§ **DATASET RECORDS**
'''

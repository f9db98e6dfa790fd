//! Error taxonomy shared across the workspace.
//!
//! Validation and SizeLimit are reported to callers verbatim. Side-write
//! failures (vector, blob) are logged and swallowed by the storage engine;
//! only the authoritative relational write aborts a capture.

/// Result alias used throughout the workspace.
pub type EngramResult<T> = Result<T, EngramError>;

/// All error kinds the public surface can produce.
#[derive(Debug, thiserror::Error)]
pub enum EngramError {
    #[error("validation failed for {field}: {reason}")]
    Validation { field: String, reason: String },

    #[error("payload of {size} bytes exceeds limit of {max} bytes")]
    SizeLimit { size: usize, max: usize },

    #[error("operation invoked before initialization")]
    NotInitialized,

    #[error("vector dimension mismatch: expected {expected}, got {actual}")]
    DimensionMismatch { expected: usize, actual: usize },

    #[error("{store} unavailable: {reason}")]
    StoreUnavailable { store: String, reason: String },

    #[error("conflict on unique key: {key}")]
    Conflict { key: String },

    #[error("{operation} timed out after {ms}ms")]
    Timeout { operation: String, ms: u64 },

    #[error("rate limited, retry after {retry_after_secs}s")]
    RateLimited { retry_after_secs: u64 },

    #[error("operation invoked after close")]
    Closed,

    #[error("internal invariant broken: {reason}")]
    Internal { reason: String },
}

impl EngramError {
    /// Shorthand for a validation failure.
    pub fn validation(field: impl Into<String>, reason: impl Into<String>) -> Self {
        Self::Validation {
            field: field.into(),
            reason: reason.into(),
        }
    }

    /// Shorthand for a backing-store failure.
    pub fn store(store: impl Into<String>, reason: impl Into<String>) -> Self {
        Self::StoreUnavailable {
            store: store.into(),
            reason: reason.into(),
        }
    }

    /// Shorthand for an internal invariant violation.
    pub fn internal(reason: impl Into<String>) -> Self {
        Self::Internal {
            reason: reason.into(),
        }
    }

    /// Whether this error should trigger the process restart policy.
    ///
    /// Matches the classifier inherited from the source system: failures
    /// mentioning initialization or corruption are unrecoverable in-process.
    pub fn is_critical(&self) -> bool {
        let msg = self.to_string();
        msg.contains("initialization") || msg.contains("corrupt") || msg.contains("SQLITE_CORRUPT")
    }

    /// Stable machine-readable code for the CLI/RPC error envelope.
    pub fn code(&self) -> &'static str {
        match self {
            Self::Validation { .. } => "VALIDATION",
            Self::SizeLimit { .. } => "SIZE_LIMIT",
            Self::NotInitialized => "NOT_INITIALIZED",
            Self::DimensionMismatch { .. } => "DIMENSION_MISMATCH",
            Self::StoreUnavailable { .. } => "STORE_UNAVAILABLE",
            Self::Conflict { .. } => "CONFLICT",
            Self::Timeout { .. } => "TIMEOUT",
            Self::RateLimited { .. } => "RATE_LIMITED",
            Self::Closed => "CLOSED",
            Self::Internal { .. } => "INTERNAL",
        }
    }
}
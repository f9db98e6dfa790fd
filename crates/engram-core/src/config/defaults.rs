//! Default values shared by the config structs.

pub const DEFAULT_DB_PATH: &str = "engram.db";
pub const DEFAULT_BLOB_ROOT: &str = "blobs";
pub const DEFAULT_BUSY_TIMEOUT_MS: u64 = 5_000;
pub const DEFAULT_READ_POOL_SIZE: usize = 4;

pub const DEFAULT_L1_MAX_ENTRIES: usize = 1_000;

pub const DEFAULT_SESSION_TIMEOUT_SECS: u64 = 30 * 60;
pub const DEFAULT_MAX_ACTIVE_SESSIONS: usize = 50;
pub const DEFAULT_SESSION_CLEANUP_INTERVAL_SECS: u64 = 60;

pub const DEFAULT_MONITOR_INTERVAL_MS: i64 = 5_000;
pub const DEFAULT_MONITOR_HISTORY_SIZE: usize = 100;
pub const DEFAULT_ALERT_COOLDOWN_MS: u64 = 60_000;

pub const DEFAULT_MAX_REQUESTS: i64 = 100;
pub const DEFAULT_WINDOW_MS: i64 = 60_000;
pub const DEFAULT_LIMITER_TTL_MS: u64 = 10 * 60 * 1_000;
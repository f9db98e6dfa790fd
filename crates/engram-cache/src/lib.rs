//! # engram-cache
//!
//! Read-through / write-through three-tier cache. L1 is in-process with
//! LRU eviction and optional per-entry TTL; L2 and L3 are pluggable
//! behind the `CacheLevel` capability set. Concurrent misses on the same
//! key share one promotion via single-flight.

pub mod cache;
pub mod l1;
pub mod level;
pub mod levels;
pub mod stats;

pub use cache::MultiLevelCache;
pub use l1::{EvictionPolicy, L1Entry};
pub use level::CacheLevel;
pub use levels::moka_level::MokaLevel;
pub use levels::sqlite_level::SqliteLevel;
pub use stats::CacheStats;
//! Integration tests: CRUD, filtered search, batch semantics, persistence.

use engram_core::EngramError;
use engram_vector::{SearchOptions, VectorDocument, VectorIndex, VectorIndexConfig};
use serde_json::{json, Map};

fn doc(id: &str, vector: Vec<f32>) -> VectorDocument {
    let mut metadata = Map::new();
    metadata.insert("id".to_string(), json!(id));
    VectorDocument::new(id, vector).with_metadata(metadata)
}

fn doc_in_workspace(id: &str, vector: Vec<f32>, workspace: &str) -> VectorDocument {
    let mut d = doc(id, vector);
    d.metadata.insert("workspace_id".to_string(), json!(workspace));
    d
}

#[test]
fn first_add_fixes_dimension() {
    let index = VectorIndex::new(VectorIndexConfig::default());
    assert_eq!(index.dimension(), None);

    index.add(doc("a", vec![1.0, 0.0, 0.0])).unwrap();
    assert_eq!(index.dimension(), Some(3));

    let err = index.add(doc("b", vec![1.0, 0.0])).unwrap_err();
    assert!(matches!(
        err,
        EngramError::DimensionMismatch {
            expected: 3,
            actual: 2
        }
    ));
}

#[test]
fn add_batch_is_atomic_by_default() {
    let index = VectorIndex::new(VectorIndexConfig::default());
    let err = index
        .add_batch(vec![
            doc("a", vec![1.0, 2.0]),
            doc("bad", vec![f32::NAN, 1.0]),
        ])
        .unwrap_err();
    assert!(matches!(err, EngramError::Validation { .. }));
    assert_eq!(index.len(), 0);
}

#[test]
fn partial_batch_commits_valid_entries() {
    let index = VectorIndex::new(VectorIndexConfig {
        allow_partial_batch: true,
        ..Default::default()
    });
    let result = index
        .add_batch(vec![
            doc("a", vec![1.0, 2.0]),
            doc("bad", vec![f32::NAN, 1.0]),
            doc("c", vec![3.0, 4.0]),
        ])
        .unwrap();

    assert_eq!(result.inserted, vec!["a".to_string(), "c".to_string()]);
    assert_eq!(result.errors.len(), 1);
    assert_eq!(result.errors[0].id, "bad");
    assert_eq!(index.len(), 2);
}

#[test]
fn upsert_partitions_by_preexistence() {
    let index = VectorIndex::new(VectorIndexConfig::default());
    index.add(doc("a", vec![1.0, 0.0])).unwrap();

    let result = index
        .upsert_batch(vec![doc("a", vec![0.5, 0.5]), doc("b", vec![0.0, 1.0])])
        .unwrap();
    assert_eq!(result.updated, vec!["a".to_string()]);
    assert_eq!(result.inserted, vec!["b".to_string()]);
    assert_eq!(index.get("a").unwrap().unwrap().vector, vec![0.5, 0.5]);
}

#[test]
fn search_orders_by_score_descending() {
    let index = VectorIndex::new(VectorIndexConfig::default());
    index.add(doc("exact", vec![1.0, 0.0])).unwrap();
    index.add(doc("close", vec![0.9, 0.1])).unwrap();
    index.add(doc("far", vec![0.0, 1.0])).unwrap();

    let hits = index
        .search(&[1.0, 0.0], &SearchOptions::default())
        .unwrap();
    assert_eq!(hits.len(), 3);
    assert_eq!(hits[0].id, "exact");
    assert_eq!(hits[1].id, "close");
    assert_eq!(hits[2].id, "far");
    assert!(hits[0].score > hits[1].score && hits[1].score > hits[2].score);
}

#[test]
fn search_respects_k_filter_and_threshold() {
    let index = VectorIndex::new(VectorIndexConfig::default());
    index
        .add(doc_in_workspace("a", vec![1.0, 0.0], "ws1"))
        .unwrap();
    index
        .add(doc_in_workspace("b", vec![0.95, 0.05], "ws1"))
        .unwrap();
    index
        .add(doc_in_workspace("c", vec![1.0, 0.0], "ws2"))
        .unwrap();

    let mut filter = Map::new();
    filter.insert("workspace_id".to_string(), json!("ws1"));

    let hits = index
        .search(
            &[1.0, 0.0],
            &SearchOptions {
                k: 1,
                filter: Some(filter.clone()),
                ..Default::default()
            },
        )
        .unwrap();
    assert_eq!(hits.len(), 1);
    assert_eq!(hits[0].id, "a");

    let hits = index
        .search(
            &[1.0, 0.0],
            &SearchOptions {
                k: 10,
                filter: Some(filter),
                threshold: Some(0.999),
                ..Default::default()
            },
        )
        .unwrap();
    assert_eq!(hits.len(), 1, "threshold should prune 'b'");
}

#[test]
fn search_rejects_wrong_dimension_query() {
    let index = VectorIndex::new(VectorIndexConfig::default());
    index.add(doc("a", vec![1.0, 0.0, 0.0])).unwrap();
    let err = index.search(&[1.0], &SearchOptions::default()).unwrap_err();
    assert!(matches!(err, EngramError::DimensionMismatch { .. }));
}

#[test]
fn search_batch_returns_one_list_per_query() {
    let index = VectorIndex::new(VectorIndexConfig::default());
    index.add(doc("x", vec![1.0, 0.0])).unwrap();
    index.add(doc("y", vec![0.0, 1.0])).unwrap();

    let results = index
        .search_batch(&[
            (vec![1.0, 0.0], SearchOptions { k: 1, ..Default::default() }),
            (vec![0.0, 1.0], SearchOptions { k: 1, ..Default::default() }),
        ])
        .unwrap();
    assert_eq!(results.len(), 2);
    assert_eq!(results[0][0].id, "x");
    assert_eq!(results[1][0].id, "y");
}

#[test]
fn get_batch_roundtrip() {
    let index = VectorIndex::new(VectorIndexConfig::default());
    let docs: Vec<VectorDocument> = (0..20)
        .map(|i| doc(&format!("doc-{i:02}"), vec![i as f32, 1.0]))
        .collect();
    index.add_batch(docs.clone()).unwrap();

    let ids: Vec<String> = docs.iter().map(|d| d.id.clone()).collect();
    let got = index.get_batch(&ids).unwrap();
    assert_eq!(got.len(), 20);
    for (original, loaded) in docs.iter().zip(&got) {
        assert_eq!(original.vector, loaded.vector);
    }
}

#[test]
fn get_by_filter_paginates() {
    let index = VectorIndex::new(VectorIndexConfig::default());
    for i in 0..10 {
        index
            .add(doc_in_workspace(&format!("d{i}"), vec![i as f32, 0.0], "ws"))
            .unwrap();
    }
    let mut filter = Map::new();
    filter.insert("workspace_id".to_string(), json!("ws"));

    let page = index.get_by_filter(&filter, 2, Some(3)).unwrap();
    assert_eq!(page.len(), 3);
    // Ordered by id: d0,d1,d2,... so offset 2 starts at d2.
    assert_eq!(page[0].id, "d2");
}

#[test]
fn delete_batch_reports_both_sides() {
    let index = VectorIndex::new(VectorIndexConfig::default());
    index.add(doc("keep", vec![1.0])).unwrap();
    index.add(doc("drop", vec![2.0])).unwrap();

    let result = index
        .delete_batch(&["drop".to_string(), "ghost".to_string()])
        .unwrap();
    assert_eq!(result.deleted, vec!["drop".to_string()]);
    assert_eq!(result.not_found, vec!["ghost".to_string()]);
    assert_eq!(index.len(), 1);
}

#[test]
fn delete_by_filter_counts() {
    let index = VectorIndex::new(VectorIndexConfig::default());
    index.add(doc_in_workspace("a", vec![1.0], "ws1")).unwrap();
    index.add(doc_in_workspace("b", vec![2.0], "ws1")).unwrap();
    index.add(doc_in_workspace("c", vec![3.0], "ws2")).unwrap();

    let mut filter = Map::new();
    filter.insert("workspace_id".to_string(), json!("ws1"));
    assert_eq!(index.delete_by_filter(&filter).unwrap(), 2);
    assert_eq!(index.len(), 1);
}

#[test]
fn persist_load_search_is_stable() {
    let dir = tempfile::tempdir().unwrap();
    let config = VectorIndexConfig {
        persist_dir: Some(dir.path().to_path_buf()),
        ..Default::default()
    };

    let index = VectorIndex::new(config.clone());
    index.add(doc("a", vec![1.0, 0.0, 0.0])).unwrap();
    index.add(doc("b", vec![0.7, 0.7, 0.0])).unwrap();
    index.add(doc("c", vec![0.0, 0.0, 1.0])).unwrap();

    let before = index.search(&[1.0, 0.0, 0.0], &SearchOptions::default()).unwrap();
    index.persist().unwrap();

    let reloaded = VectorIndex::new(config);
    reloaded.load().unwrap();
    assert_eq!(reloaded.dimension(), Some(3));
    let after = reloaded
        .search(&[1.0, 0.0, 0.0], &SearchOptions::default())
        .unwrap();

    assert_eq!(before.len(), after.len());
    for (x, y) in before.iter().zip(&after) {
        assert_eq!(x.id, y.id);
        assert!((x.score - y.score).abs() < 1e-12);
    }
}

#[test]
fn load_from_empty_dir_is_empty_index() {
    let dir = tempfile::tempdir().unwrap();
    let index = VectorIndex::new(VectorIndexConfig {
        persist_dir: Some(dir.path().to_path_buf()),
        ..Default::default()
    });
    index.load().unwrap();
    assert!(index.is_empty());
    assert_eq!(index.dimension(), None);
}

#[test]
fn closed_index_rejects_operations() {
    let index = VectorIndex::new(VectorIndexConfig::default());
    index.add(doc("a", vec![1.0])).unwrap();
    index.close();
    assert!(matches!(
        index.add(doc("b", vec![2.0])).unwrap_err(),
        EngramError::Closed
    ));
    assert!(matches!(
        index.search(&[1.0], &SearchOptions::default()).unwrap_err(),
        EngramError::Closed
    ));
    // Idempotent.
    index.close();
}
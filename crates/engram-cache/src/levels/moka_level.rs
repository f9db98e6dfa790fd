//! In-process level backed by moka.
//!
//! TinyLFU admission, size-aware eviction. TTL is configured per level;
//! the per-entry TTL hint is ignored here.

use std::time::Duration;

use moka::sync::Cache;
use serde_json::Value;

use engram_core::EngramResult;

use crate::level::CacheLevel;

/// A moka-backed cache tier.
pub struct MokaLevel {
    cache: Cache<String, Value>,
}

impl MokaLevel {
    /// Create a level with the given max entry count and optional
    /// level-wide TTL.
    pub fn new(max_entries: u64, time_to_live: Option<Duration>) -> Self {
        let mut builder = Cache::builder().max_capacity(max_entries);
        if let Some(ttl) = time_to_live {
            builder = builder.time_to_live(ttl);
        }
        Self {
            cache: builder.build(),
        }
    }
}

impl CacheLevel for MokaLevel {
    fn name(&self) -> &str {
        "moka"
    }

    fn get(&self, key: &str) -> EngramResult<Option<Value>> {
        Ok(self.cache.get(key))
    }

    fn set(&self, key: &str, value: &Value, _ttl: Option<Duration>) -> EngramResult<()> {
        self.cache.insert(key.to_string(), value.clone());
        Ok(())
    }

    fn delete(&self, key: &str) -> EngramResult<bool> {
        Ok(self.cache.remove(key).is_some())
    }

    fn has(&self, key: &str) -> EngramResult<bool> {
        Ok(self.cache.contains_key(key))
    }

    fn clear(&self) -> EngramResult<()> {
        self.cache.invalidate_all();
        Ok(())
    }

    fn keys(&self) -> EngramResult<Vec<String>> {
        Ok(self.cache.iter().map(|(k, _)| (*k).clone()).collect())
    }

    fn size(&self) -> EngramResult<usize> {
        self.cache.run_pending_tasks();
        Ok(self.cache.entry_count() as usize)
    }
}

'''

§ **YOUR ASSIGNMENT**
Filter the records above for lines containing the word "hits", and copy those lines.

§ **ANSWER SECTION**
    let hits = index
    assert_eq!(hits.len(), 3);
    assert_eq!(hits[0].id, "exact");
    assert_eq!(hits[1].id, "close");
    assert_eq!(hits[2].id, "far");
    assert!(hits[0].score > hits[1].score && hits[1].score > hits[2].score);
    let hits = index
    assert_eq!(hits.len(), 1);
    assert_eq!(hits[0].id, "a");
    let hits = index
    assert_eq!(hits.len(), 1, "threshold should prune 'b'");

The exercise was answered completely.